Two-argument functions that allow to reorder their arguments.
Definition transpose (f : A -> B -> B) :=
forall (x y : A) (z : B), eqB (f x (f y z)) (f y (f x z)).

A version of transpose with restriction on where it should hold
Definition transpose_restr (R : A -> A -> Prop)(f : A -> B -> B) :=
forall (x y : A) (z : B), R x y -> eqB (f x (f y z)) (f y (f x z)).

Variable st:Equivalence eqB.
Variable f:A->B->B.
Variable i:B.
Variable Comp:compat_op f.

Lemma fold_right_eqlistA :
forall s s', eqlistA s s' ->
eqB (fold_right f i s) (fold_right f i s').

Lemma equivlistA_NoDupA_split : forall l l1 l2 x y, eqA x y ->
NoDupA (x::l) -> NoDupA (l1++y::l2) ->
equivlistA (x::l) (l1++y::l2) -> equivlistA l (l1++l2).

ForallList2 : specifies that a certain binary predicate should always hold when inspecting two different elements of the list.

Inductive ForallList2 (R : A -> A -> Prop) : list A -> Prop :=
| ForallNil : ForallList2 R nil
| ForallCons : forall a l,
(forall b, In b l -> R a b) ->
ForallList2 R l -> ForallList2 R (a::l).
Hint Constructors ForallList2.

NoDupA can be written in terms of ForallList2

Lemma ForallList2_NoDupA : forall l,
ForallList2 (fun a b => ~eqA a b) l <-> NoDupA l.

Lemma ForallList2_impl : forall (R R':A->A->Prop),
(forall a b, R a b -> R' a b) ->
forall l, ForallList2 R l -> ForallList2 R' l.

The following definition is easier to use than ForallList2.

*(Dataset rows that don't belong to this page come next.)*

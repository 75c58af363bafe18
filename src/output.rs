use std::io::{self, Write};

use serde_json::Value;

/// Line-oriented writer for CLI results.
/// A closed downstream pipe ends the process with exit code 0.
pub struct LineWriter<W: Write> {
    writer: W,
}

impl<W: Write> LineWriter<W> {
    pub fn new(writer: W) -> Self {
        LineWriter { writer }
    }

    pub fn writeln(&mut self, content: &str) -> io::Result<()> {
        let result = writeln!(self.writer, "{}", content).and_then(|_| self.writer.flush());
        match result {
            Err(e) if e.kind() == io::ErrorKind::BrokenPipe => std::process::exit(0),
            other => other,
        }
    }

    /// Write one compact JSON document per line
    pub fn write_record(&mut self, record: &Value) -> io::Result<()> {
        self.writeln(&record.to_string())
    }

    #[cfg(test)]
    fn into_inner(self) -> W {
        self.writer
    }
}

pub fn stdout_lines() -> LineWriter<io::Stdout> {
    LineWriter::new(io::stdout())
}

#[cfg(test)]
mod tests {
    use super::*;
    use serde_json::json;

    #[test]
    fn test_lines() {
        let mut out = LineWriter::new(Vec::new());
        out.writeln("age gt 21").unwrap();
        out.writeln("").unwrap();
        assert_eq!(String::from_utf8(out.into_inner()).unwrap(), "age gt 21\n\n");
    }

    #[test]
    fn test_records_are_compact() {
        let mut out = LineWriter::new(Vec::new());
        out.write_record(&json!({"a": [1, 2], "b": "x"})).unwrap();
        out.write_record(&json!(null)).unwrap();
        assert_eq!(
            String::from_utf8(out.into_inner()).unwrap(),
            "{\"a\":[1,2],\"b\":\"x\"}\nnull\n"
        );
    }
}
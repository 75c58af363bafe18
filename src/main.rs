mod output;

use std::fs;
use std::io::{self, Read};
use std::path::PathBuf;
use std::process::ExitCode;

use anyhow::Context;
use clap::{Parser, Subcommand, ValueEnum};
use odata_filter::{parse_with, Dialect, Evaluator, FilterConfig, ParseError, QueryOptions};
use serde_json::Value;
use slog::{debug, info, o, Drain, Level, LevelFilter, Logger};

use crate::output::stdout_lines;

#[derive(Parser, Debug)]
#[command(author, version, about = "Parse, render and evaluate OData $filter expressions", long_about = None)]
struct Args {
    /// Spelling of the substring function
    #[arg(long, value_enum, global = true, default_value_t = DialectArg::V4)]
    dialect: DialectArg,

    /// Maximum parenthesis nesting accepted in a filter
    #[arg(long, global = true, default_value_t = odata_filter::config::DEFAULT_MAX_DEPTH)]
    max_depth: usize,

    /// Log evaluation steps to stderr
    #[arg(short, long, global = true)]
    verbose: bool,

    #[command(subcommand)]
    command: Command,
}

#[derive(Subcommand, Debug)]
enum Command {
    /// Print the canonical form of a filter
    Parse {
        filter: String,
        /// Print the parsed tree as JSON instead
        #[arg(long)]
        json: bool,
    },
    /// Print the records that match a filter, one JSON document per line
    Test {
        filter: String,
        /// JSON array or JSON-lines file; stdin when omitted
        #[arg(short, long)]
        input: Option<PathBuf>,
    },
    /// Build a query string from a JSON object of options
    Query { options: String },
}

#[derive(ValueEnum, Clone, Copy, Debug)]
enum DialectArg {
    V4,
    V2,
}

impl From<DialectArg> for Dialect {
    fn from(d: DialectArg) -> Self {
        match d {
            DialectArg::V4 => Dialect::V4,
            DialectArg::V2 => Dialect::V2,
        }
    }
}

fn main() -> ExitCode {
    let args = Args::parse();
    let logger = build_logger(args.verbose);

    match run(args, &logger) {
        Ok(()) => ExitCode::SUCCESS,
        Err(err) => match err.downcast::<ParseError>() {
            Ok(parse_error) => {
                eprintln!("{:?}", miette::Report::new(parse_error));
                ExitCode::from(2)
            }
            Err(err) => {
                eprintln!("error: {:#}", err);
                ExitCode::FAILURE
            }
        },
    }
}

fn build_logger(verbose: bool) -> Logger {
    let level = if verbose { Level::Debug } else { Level::Warning };
    let decorator = slog_term::PlainSyncDecorator::new(std::io::stderr());
    let drain = slog_term::FullFormat::new(decorator).build().fuse();
    let drain = LevelFilter::new(drain, level).fuse();
    Logger::root(drain, o!())
}

fn run(args: Args, logger: &Logger) -> anyhow::Result<()> {
    let dialect = Dialect::from(args.dialect);
    let config = FilterConfig::default()
        .with_dialect(dialect)
        .with_max_depth(args.max_depth);
    let mut out = stdout_lines();

    match args.command {
        Command::Parse { filter, json } => {
            let predicate = parse_with(&filter, &config)?;
            if json {
                out.writeln(&serde_json::to_string_pretty(&predicate)?)?;
            } else {
                out.writeln(&odata_filter::render_with(&predicate, dialect))?;
            }
        }
        Command::Test { filter, input } => {
            let predicate = parse_with(&filter, &config)?;
            let records = read_records(input.as_ref())?;
            let evaluator = Evaluator::new(logger);

            let mut matched = 0usize;
            for record in &records {
                if evaluator.test(&predicate, record) {
                    matched += 1;
                    out.write_record(record)?;
                }
            }
            info!(logger, "done"; "records" => records.len(), "matched" => matched);
        }
        Command::Query { options } => {
            let value: Value =
                serde_json::from_str(&options).context("query options must be a JSON object")?;
            let options = QueryOptions::from_json(&value);
            debug!(logger, "query options"; "options" => ?options);
            out.writeln(&options.to_query_string_with(dialect))?;
        }
    }

    Ok(())
}

/// Records from a JSON array, or from a stream of JSON documents (JSON lines)
fn read_records(input: Option<&PathBuf>) -> anyhow::Result<Vec<Value>> {
    let text = match input {
        Some(path) => fs::read_to_string(path)
            .with_context(|| format!("failed to read {}", path.display()))?,
        None => {
            let mut buf = String::new();
            io::stdin().read_to_string(&mut buf).context("failed to read stdin")?;
            buf
        }
    };

    if text.trim_start().starts_with('[') {
        let records: Vec<Value> = serde_json::from_str(&text).context("invalid JSON array")?;
        return Ok(records);
    }

    serde_json::Deserializer::from_str(&text)
        .into_iter::<Value>()
        .collect::<Result<Vec<_>, _>>()
        .context("invalid JSON lines input")
}
//! Build, render, parse and evaluate OData-style `$filter` expressions, and
//! assemble OData query strings.
//!
//! ```
//! use odata_filter::{parse, Predicate};
//! use serde_json::json;
//!
//! let p = Predicate::new("age").greater_than(21).and(Predicate::new("name").starts_with("a"));
//! assert_eq!(p.to_string(), "age gt 21 and startswith(name, 'a')");
//! assert_eq!(parse(&p.to_string()).unwrap(), p);
//! assert!(p.test(&json!({"age": 30, "name": "Alice"})));
//! ```

pub mod config;
pub mod eval;
pub mod parser;
pub mod predicate;
pub mod query_options;
pub mod render;

pub use config::{Dialect, FilterConfig};
pub use eval::Evaluator;
pub use parser::{parse, parse_with, ParseError};
pub use predicate::{
    CompareOperator, Comparison, Condition, Group, GroupOperator, Literal, Operands, Predicate,
    TextFunction,
};
pub use query_options::{Filter, PropertyList, QueryOptions};
pub use render::{render, render_with};
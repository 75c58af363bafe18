//! Filter expression tree: leaf conditions and AND/OR groups

pub mod frame;
pub mod operator;
pub mod value;

use recursion::CollapsibleExt;
use serde::{Deserialize, Serialize};

pub use self::frame::PredicateFrame;
pub use self::operator::{CompareOperator, Comparison, GroupOperator, TextFunction};
pub use self::value::Literal;

/// A node in the filter tree, either a single condition or a boolean group
#[derive(Debug, Clone, PartialEq, Serialize, Deserialize)]
#[serde(tag = "kind", rename_all = "lowercase")]
pub enum Predicate {
    Condition(Condition),
    Group(Group),
}

/// Leaf predicate: a property and, once a builder has run, its comparison
#[derive(Debug, Clone, PartialEq, Serialize, Deserialize)]
pub struct Condition {
    pub property: String,
    pub comparison: Option<Comparison>,
}

impl Condition {
    pub fn new(property: impl Into<String>, comparison: Comparison) -> Self {
        Self {
            property: property.into(),
            comparison: Some(comparison),
        }
    }

    /// A condition without a comparison renders empty and never matches
    pub fn is_initialized(&self) -> bool {
        self.comparison.is_some()
    }
}

/// Internal predicate joining its children with a single connective
#[derive(Debug, Clone, PartialEq, Serialize, Deserialize)]
pub struct Group {
    pub operator: GroupOperator,
    pub children: Vec<Predicate>,
}

impl Group {
    pub fn new(operator: GroupOperator, children: Vec<Predicate>) -> Self {
        Self { operator, children }
    }
}

/// Predicates handed to [`Predicate::join`]. `None` entries are dropped on
/// conversion, so an empty set of operands turns the join into a no-op.
/// The number of entries the caller supplied, `None` included, is kept.
#[derive(Debug, Clone, Default, PartialEq)]
pub struct Operands {
    predicates: Vec<Predicate>,
    supplied: usize,
}

impl Operands {
    fn from_options(entries: impl IntoIterator<Item = Option<Predicate>>) -> Self {
        let mut supplied = 0;
        let predicates = entries
            .into_iter()
            .inspect(|_| supplied += 1)
            .flatten()
            .collect();
        Operands { predicates, supplied }
    }

    pub fn is_empty(&self) -> bool {
        self.predicates.is_empty()
    }

    /// Entries supplied before `None`s were dropped
    pub fn supplied(&self) -> usize {
        self.supplied
    }

    pub fn into_vec(self) -> Vec<Predicate> {
        self.predicates
    }
}

impl From<Predicate> for Operands {
    fn from(p: Predicate) -> Self {
        Operands::from_options([Some(p)])
    }
}

impl From<Option<Predicate>> for Operands {
    fn from(p: Option<Predicate>) -> Self {
        Operands::from_options([p])
    }
}

impl From<Vec<Predicate>> for Operands {
    fn from(ps: Vec<Predicate>) -> Self {
        Operands {
            supplied: ps.len(),
            predicates: ps,
        }
    }
}

impl From<Vec<Option<Predicate>>> for Operands {
    fn from(ps: Vec<Option<Predicate>>) -> Self {
        Operands::from_options(ps)
    }
}

impl<const N: usize> From<[Predicate; N]> for Operands {
    fn from(ps: [Predicate; N]) -> Self {
        Operands::from(Vec::from(ps))
    }
}

impl FromIterator<Predicate> for Operands {
    fn from_iter<I: IntoIterator<Item = Predicate>>(iter: I) -> Self {
        Operands::from(iter.into_iter().collect::<Vec<_>>())
    }
}

impl Predicate {
    /// Start a condition on `property`; a comparison builder completes it
    pub fn new(property: impl Into<String>) -> Self {
        Predicate::Condition(Condition {
            property: property.into(),
            comparison: None,
        })
    }

    /// Build a fresh group from `predicates`. Returns `None` only for an
    /// empty input. When every entry was `None` the result is an
    /// uninitialized condition.
    pub fn join_all(
        predicates: impl Into<Operands>,
        operator: Option<GroupOperator>,
    ) -> Option<Predicate> {
        let operands = predicates.into();
        if operands.supplied() == 0 {
            return None;
        }
        Some(Predicate::new(String::new()).join(operands, operator))
    }

    fn compare(mut self, operator: CompareOperator, value: Literal) -> Self {
        self.set_comparison(Comparison::Compare { operator, value });
        self
    }

    fn text(mut self, function: TextFunction, value: String) -> Self {
        self.set_comparison(Comparison::Text { function, value });
        self
    }

    fn set_comparison(&mut self, comparison: Comparison) {
        if let Predicate::Condition(c) = self {
            c.comparison = Some(comparison);
        }
    }

    pub fn equals(self, value: impl Into<Literal>) -> Self {
        self.compare(CompareOperator::Eq, value.into())
    }

    pub fn not_equal_to(self, value: impl Into<Literal>) -> Self {
        self.compare(CompareOperator::Ne, value.into())
    }

    pub fn greater_than(self, value: impl Into<Literal>) -> Self {
        self.compare(CompareOperator::Gt, value.into())
    }

    pub fn greater_than_or_equal_to(self, value: impl Into<Literal>) -> Self {
        self.compare(CompareOperator::Ge, value.into())
    }

    pub fn less_than(self, value: impl Into<Literal>) -> Self {
        self.compare(CompareOperator::Lt, value.into())
    }

    pub fn less_than_or_equal_to(self, value: impl Into<Literal>) -> Self {
        self.compare(CompareOperator::Le, value.into())
    }

    pub fn contains(self, value: impl Into<String>) -> Self {
        self.text(TextFunction::Contains, value.into())
    }

    pub fn starts_with(self, value: impl Into<String>) -> Self {
        self.text(TextFunction::StartsWith, value.into())
    }

    pub fn ends_with(self, value: impl Into<String>) -> Self {
        self.text(TextFunction::EndsWith, value.into())
    }

    /// Rebind a condition's property, keeping its comparison. No-op on groups.
    pub fn set_property(&mut self, property: impl Into<String>) -> &mut Self {
        if let Predicate::Condition(c) = self {
            c.property = property.into();
        }
        self
    }

    /// Join `other` onto this predicate, turning it into (or growing) a group.
    ///
    /// - an initialized condition becomes the group's first child
    /// - an uninitialized condition is dropped
    /// - a group keeps its children and appends the operands
    ///
    /// Without an explicit `operator` the group keeps its current connective,
    /// or uses `and` when it is new. With no operands the predicate is
    /// returned unchanged.
    pub fn join(mut self, other: impl Into<Operands>, operator: Option<GroupOperator>) -> Self {
        self.join_in_place(other, operator);
        self
    }

    /// In-place form of [`Predicate::join`]
    pub fn join_in_place(
        &mut self,
        other: impl Into<Operands>,
        operator: Option<GroupOperator>,
    ) -> &mut Self {
        let operands = other.into();
        if operands.is_empty() {
            return self;
        }

        // placeholder while the old shape is moved out
        let placeholder = Predicate::Group(Group::new(GroupOperator::And, Vec::new()));
        let current = std::mem::replace(self, placeholder);

        let group = match current {
            Predicate::Group(mut g) => {
                g.operator = operator.unwrap_or(g.operator);
                g.children.extend(operands.into_vec());
                g
            }
            Predicate::Condition(c) => {
                let mut children = Vec::new();
                if c.is_initialized() {
                    children.push(Predicate::Condition(c));
                }
                children.extend(operands.into_vec());
                Group::new(operator.unwrap_or_default(), children)
            }
        };

        *self = Predicate::Group(group);
        self
    }

    pub fn and(self, other: impl Into<Operands>) -> Self {
        self.join(other, Some(GroupOperator::And))
    }

    pub fn or(self, other: impl Into<Operands>) -> Self {
        self.join(other, Some(GroupOperator::Or))
    }

    pub fn and_in_place(&mut self, other: impl Into<Operands>) -> &mut Self {
        self.join_in_place(other, Some(GroupOperator::And))
    }

    pub fn or_in_place(&mut self, other: impl Into<Operands>) -> &mut Self {
        self.join_in_place(other, Some(GroupOperator::Or))
    }

    pub fn as_condition(&self) -> Option<&Condition> {
        match self {
            Predicate::Condition(c) => Some(c),
            Predicate::Group(_) => None,
        }
    }

    pub fn as_group(&self) -> Option<&Group> {
        match self {
            Predicate::Group(g) => Some(g),
            Predicate::Condition(_) => None,
        }
    }

    pub fn is_group(&self) -> bool {
        matches!(self, Predicate::Group(_))
    }

    pub fn property(&self) -> Option<&str> {
        self.as_condition().map(|c| c.property.as_str())
    }

    pub fn comparison(&self) -> Option<&Comparison> {
        self.as_condition().and_then(|c| c.comparison.as_ref())
    }

    pub fn group_operator(&self) -> Option<GroupOperator> {
        self.as_group().map(|g| g.operator)
    }

    /// Children of a group; empty for a condition
    pub fn children(&self) -> &[Predicate] {
        match self {
            Predicate::Group(g) => &g.children,
            Predicate::Condition(_) => &[],
        }
    }

    /// Number of nested group levels, zero for a lone condition
    pub fn depth(&self) -> usize {
        self.collapse_frames(|frame| match frame {
            PredicateFrame::Condition(_) => 0,
            PredicateFrame::Group(_, depths) => 1 + depths.into_iter().max().unwrap_or(0),
        })
    }

    /// Number of leaf conditions in the tree
    pub fn condition_count(&self) -> usize {
        self.collapse_frames(|frame| match frame {
            PredicateFrame::Condition(_) => 1,
            PredicateFrame::Group(_, counts) => counts.into_iter().sum(),
        })
    }
}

Definition ForallList2_alt (R:A->A->Prop) l :=
forall a b, InA a l -> InA b l -> ~eqA a b -> R a b.

Section Restriction.
Variable R : A -> A -> Prop.

ForallList2 and ForallList2_alt are related, but no completely equivalent. For proving one implication, we need to know that the list has no duplicated elements...

Lemma ForallList2_equiv1 : forall l, NoDupA l ->
ForallList2_alt R l -> ForallList2 R l.

... and for proving the other implication, we need to be able to reverse and adapt relation R modulo eqA.

Hypothesis R_sym : forall a b, R a b -> R b a.
Hypothesis R_compat : forall a, compat_P (R a).

Lemma ForallList2_equiv2 : forall l,
ForallList2 R l -> ForallList2_alt R l.

Lemma ForallList2_equiv : forall l, NoDupA l ->
(ForallList2 R l <-> ForallList2_alt R l).

Lemma ForallList2_equivlistA : forall l l', NoDupA l' ->
equivlistA l l' -> ForallList2 R l -> ForallList2 R l'.

Variable TraR :transpose_restr R f.

Lemma fold_right_commutes_restr :
forall s1 s2 x, ForallList2 R (s1++x::s2) ->
eqB (fold_right f i (s1++x::s2)) (f x (fold_right f i (s1++s2))).

Lemma fold_right_equivlistA_restr :
forall s s', NoDupA s -> NoDupA s' -> ForallList2 R s ->
equivlistA s s' -> eqB (fold_right f i s) (fold_right f i s').

forall s' s x, NoDupA s -> NoDupA s' -> ForallList2 R s' -> ~ InA x s ->
equivlistA s' (x::s) -> eqB (fold_right f i s') (f x (fold_right f i s)).

End Restriction.

we know state similar results, but without restriction on transpose.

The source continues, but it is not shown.